The lines to copy are those holding the string "struct" in the entries below.

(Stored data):
------

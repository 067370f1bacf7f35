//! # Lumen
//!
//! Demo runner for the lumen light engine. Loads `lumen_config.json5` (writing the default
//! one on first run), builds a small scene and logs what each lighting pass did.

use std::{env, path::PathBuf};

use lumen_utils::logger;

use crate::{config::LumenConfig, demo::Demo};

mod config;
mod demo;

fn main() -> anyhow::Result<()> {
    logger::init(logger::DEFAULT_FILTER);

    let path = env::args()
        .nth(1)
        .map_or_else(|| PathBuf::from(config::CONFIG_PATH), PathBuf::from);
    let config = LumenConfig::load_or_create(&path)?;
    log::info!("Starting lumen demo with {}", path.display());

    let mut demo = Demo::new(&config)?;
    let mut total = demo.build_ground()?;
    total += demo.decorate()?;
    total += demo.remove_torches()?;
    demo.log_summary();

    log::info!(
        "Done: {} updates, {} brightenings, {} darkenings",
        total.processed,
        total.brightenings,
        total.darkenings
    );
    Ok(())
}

------

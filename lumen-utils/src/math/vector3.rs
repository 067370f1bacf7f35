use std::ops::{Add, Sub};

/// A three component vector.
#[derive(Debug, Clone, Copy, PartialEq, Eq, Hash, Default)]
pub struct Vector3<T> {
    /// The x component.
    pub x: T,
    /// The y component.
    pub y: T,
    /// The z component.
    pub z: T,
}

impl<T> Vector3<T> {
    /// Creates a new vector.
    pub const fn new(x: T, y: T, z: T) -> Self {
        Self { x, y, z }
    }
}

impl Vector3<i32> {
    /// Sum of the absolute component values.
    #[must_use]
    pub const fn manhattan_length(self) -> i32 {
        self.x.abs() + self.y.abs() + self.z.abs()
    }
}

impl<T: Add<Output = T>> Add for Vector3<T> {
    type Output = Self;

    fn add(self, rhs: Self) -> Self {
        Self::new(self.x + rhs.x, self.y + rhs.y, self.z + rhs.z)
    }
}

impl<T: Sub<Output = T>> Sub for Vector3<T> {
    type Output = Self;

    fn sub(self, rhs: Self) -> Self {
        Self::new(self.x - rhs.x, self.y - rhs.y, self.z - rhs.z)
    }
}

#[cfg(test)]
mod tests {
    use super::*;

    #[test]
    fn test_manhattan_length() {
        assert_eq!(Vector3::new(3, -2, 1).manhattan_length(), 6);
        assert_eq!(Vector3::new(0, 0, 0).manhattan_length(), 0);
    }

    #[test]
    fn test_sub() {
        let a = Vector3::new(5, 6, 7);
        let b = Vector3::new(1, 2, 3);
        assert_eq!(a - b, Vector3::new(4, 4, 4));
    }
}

------

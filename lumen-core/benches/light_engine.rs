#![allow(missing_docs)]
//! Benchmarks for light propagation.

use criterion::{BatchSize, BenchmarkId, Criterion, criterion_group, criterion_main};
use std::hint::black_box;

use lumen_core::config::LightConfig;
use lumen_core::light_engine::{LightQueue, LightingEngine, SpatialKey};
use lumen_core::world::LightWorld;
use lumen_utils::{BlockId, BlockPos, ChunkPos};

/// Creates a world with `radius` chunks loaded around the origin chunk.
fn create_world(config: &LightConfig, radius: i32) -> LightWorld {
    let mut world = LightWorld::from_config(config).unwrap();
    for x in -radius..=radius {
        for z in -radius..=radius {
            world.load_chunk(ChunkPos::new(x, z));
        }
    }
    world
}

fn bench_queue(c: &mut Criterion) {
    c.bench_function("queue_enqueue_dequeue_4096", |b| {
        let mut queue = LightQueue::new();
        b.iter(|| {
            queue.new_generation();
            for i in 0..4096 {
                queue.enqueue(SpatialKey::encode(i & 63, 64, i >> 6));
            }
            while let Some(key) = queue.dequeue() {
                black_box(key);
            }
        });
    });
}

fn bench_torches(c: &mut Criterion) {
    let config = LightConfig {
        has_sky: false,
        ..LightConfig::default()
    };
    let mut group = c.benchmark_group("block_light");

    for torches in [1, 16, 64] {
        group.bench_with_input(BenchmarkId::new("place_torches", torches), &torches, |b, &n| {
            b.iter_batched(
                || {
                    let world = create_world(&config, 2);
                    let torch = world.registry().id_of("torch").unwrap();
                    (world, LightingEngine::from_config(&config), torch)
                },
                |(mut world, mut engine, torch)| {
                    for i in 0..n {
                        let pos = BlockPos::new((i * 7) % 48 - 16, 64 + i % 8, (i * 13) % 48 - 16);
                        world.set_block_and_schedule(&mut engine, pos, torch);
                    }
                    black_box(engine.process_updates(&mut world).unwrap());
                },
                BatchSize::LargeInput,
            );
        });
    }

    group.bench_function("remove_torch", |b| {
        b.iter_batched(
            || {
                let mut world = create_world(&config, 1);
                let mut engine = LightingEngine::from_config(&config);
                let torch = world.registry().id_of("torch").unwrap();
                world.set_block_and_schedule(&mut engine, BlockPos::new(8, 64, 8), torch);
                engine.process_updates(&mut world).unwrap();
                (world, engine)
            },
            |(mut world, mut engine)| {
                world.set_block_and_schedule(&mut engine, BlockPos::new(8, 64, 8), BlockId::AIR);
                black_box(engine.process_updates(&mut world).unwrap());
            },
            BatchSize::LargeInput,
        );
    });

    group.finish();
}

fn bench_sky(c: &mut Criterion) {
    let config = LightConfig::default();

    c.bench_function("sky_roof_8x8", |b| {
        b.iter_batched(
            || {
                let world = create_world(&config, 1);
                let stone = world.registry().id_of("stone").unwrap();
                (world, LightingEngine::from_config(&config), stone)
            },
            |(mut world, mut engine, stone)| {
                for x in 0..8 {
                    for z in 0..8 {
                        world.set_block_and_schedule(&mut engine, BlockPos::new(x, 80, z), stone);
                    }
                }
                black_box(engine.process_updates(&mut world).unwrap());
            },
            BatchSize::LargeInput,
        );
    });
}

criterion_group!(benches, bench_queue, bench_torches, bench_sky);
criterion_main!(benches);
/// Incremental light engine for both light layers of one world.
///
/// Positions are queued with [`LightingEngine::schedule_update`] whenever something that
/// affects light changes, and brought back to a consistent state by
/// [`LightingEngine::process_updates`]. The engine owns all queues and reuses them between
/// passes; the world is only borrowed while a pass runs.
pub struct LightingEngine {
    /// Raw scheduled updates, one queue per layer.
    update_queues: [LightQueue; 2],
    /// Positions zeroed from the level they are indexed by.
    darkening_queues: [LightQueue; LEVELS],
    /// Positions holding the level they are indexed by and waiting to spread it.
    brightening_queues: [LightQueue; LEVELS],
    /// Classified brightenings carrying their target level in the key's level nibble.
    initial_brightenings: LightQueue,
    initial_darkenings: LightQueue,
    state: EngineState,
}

------

(Solved problem):
pub struct Vector3<T> {
pub struct LightingEngine {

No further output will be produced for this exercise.